Fabiano Amati rimanda al mittente le accuse lanciate nei suoi confronti dal PD di Ostuni dopo la conferenza stampa di Giorgino e Pomes.

«Le accuse nei miei confronti? E’ la solita malafede di chi cerca capri espiatori o pezze a colori per farsi perdonare gli errori». Fabiano Amati, consigliere regionale del Partito Democratico, risponde così alle accuse lanciate venerdì in conferenza stampa da Fabio Giorgino.

E’ scontro così tra i democratici. Il segretario del Pd ostunese commentando il risultato delle amministrative aveva criticato Amati, per un suo possibile sostegno a candidati della coalizione civica di Domenico Tanzarella, anche in vista dei prossimi appuntamenti elettorali del 2020. Il consigliere regionale, però, respinge le accuse. «Prova ne sia che mi citano da solo e non con il senatore Gianni Pittella, in compagnia del quale sono andato -ovunque ci abbiano chiamato- a fare incontri di campagna elettorale per i candidati Pd alle Europee. Solo loro – attacca Amati riferendosi al Pd di Ostuni- non ci hanno mai chiamati. Ho ricevuto un solo messaggio in tutta la campagna elettorale il 6 maggio per una manifestazione fissata per due giorni dopo, a cui ho risposto di non poter partecipare per concomitanti impegni. Poi nulla, perché giustamente stimavano pari a nulla il mio apporto elettorale».

Giorgino aveva anticipato anche che avrebbe posto la questione anche i vertici provinciali del Partito Democratico.
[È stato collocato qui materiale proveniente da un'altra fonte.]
//! Shared fixtures for integration tests.
//!
//! Provides the sample configuration tree used across the wrapper suites.

use attr_map::{Mapping, Value};
use rstest::fixture;
use serde_json::json;

/// A nested tree mixing mappings, sequences, reserved names and keys that
/// are not attribute-safe.
#[fixture]
pub fn sample() -> Mapping {
    let tree = json!({
        "foo": "bar",
        "lorem": {"ipsum": "dolor", "sit": ["amet", {"consectetur": true}]},
        "get": "reserved",
        "_private": 1,
        "with space": "spaced",
        "list": [{"alpha": "bravo"}, "charlie"],
    });
    let mapping = Mapping::try_from(tree).unwrap_or_default();
    mapping.insert(7, "seven");
    mapping.insert("bytes", Value::from(b"raw".as_slice()));
    mapping
}
//! The build/wrap rule and the wrapped values it produces.

use crate::{AttrError, AttrMapping, AttrResult, Key, SequenceKind, Value, WrapConfig};

/// A value read through attribute-style or callable access.
///
/// Mappings come back wrapped in the same wrapper type `W` they were read
/// from, sequences are rebuilt into the configured container with every
/// element wrapped the same way, and everything else is passed through.
/// Nodes are views: a wrapped mapping shares storage with the mapping it
/// was read from, and re-reading rebuilds the node from scratch.
#[derive(Debug, Clone)]
pub enum Node<W> {
    /// A nested mapping, wrapped.
    Map(W),
    /// A sequence rebuilt into the configured container.
    Sequence {
        /// Container the elements were collected into.
        kind: SequenceKind,
        /// The wrapped elements.
        items: Vec<Node<W>>,
    },
    /// Any other value, unchanged.
    Value(Value),
}

impl<W: AttrMapping> Node<W> {
    /// Apply the build/wrap rule to `value` under `config`.
    pub(crate) fn build(value: Value, config: &WrapConfig) -> Self {
        match (value, config.sequence_type) {
            (Value::Map(mapping), _) => Self::Map(W::construct(mapping, config.clone())),
            (Value::List(items) | Value::Tuple(items), Some(kind)) => Self::Sequence {
                kind,
                items: items
                    .into_iter()
                    .map(|item| Self::build(item, config))
                    .collect(),
            },
            (other, _) => Self::Value(other),
        }
    }

    /// Short name of the node's shape, used in error messages.
    #[must_use]
    pub const fn type_name(&self) -> &'static str {
        match self {
            Self::Map(_) => W::TYPE_NAME,
            Self::Sequence {
                kind: SequenceKind::List,
                ..
            } => "list",
            Self::Sequence {
                kind: SequenceKind::Tuple,
                ..
            } => "tuple",
            Self::Value(value) => value.type_name(),
        }
    }

    /// Attribute access on a wrapped mapping.
    ///
    /// # Errors
    ///
    /// Returns [`AttrError::MissingAttribute`] when the node is not a
    /// mapping, or when the mapping itself rejects the lookup.
    pub fn attr(&self, name: &str) -> AttrResult<Self> {
        match self {
            Self::Map(wrapper) => wrapper.attr(name),
            _ => Err(AttrError::missing_attribute(self.type_name(), name)),
        }
    }

    /// Callable access on a wrapped mapping.
    ///
    /// # Errors
    ///
    /// Returns [`AttrError::MissingAttribute`] when the node is not a
    /// mapping or the key is absent.
    pub fn call(&self, key: impl Into<Key>) -> AttrResult<Self> {
        let key = key.into();
        match self {
            Self::Map(wrapper) => wrapper.call(key),
            _ => Err(AttrError::missing_attribute(self.type_name(), key.label())),
        }
    }

    /// Element `index` of a rebuilt sequence.
    #[must_use]
    pub fn index(&self, index: usize) -> Option<&Self> {
        match self {
            Self::Sequence { items, .. } => items.get(index),
            _ => None,
        }
    }

    /// The wrapper, if this node is a mapping.
    #[must_use]
    pub const fn as_map(&self) -> Option<&W> {
        match self {
            Self::Map(wrapper) => Some(wrapper),
            _ => None,
        }
    }

    /// Take the wrapper out, if this node is a mapping.
    #[must_use]
    pub fn into_map(self) -> Option<W> {
        match self {
            Self::Map(wrapper) => Some(wrapper),
            _ => None,
        }
    }

    /// The container kind and elements, if this node is a sequence.
    #[must_use]
    pub fn as_sequence(&self) -> Option<(SequenceKind, &[Self])> {
        match self {
            Self::Sequence { kind, items } => Some((*kind, items)),
            _ => None,
        }
    }

    /// The pass-through value, if this node is neither a mapping nor a
    /// rebuilt sequence.
    #[must_use]
    pub const fn as_value(&self) -> Option<&Value> {
        match self {
            Self::Value(value) => Some(value),
            _ => None,
        }
    }

    /// Unwrap back into a plain [`Value`]. Mappings keep sharing storage.
    #[must_use]
    pub fn to_value(&self) -> Value {
        match self {
            Self::Map(wrapper) => wrapper.to_value(),
            Self::Sequence { kind, items } => {
                let items = items.iter().map(Self::to_value).collect();
                match kind {
                    SequenceKind::List => Value::List(items),
                    SequenceKind::Tuple => Value::Tuple(items),
                }
            }
            Self::Value(value) => value.clone(),
        }
    }
}

impl<W: AttrMapping> PartialEq for Node<W> {
    fn eq(&self, other: &Self) -> bool {
        self.to_value() == other.to_value()
    }
}

impl<W: AttrMapping> PartialEq<Value> for Node<W> {
    fn eq(&self, other: &Value) -> bool {
        self.to_value() == *other
    }
}

impl<W: AttrMapping> PartialEq<&str> for Node<W> {
    fn eq(&self, other: &&str) -> bool {
        self.as_value().and_then(Value::as_str) == Some(*other)
    }
}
Anche su questo aspetto, il consigliere regionale del Pd, ribatte alla possibilità. «Prima di interpellare le federazioni di Brindisi per me e di Potenza per Pittella, provassero a interpellarsi sugli errori commessi in un Pd ostunese –attacca ancora Fabiano Amati- che cerca di condizionare e strumentalizzare con vecchi metodi e arnesi pure persone capaci come Angelo Pomes. Da questa campagna elettorale è emerso infatti che con Pomes e attorno ad altri giovani che si sono allontanati, c’è la possibilità di costruire qualcosa di buono».

Un confronto aperto destinato nelle prossime settimane anche a coinvolgere la segreteria provinciale, che fino a questo momento non si è espressa sul risultato conseguito nelle recenti amministrative ad Ostuni, con il Pd, che si è fermato al primo turno, ed ha lasciato libertà al proprio elettorato al ballottaggio, tra i due sfidanti Guglielmo Cavallo, centrodestra, e Domenico Tanzarella, liste civiche. Dopo la vittoria delle forze politiche di area moderata, con Cavallo, era stato il suo sfidante, a contestare l’atteggiamento del Pd di Ostuni.

Analisi del voto che è stata oggetto anche del direttivo del Partito Democratico della Città Bianca, convocato dal gruppo dirigente, ma aperto anche ad altri esponenti del Pd locale. Non sono mancate le contestazioni, seppur minime, da parte di chi già in passato aveva chiesto al partito di Ostuni, di affrontare le amministrative in un progetto si rinnovato, ma allargato a più parti della città. La discussione accesa, solo in alcuni momenti del direttivo, ha fissato come uno degli obiettivi per il futuro del Pd ostunese, quello di avviare a stretto giro una campagna di tesseramento, che possa contribuire anche all’attività del partito tanto in consiglio comunale come opposizione, quanto anche ai prossimi appuntamenti elettorali.